EXERCISE DIRECTIONS » Lines in the listing under this task are to be copied exactly.

DATA SECTION Start Marker

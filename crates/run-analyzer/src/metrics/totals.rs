use super::stats::StatsAccumulator;
use crate::error::{AnalysisError, Result};
use crate::types::{Field, NormalizedTable, Totals};
use crate::utils::round_to;

/// Total calories (truncated to an integer) and total distance (one decimal).
///
/// # Errors
///
/// `MissingField` when the export has no Calories or no Distance column.
pub fn totals(table: &NormalizedTable) -> Result<Totals> {
    let missing: Vec<String> = [Field::Calories, Field::Distance]
        .into_iter()
        .filter(|f| !table.has_field(*f))
        .map(|f| f.label().to_string())
        .collect();
    if !missing.is_empty() {
        return Err(AnalysisError::MissingField(missing));
    }

    let calories: StatsAccumulator = table.known_values(Field::Calories).into_iter().collect();
    let distance: StatsAccumulator = table.known_values(Field::Distance).into_iter().collect();

    Ok(Totals {
        total_calories: calories.sum().trunc() as i64,
        total_distance: round_to(distance.sum(), 1),
    })
}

DATA SECTION End Marker

SOLUTION TO THIS PROBLEM »
filename crates/run-analyzer/src/metrics/totals.rs
use super::stats::StatsAccumulator;
use crate::error::{AnalysisError, Result};
use crate::types::{Field, NormalizedTable, Totals};
use crate::utils::round_to;

/// Total calories (truncated to an integer) and total distance (one decimal).
///
/// # Errors
///
/// `MissingField` when the export has no Calories or no Distance column.
pub fn totals(table: &NormalizedTable) -> Result<Totals> {
    let missing: Vec<String> = [Field::Calories, Field::Distance]
        .into_iter()
        .filter(|f| !table.has_field(*f))
        .map(|f| f.label().to_string())
        .collect();
    if !missing.is_empty() {
        return Err(AnalysisError::MissingField(missing));
    }

    let calories: StatsAccumulator = table.known_values(Field::Calories).into_iter().collect();
    let distance: StatsAccumulator = table.known_values(Field::Distance).into_iter().collect();

    Ok(Totals {
        total_calories: calories.sum().trunc() as i64,
        total_distance: round_to(distance.sum(), 1),
    })
}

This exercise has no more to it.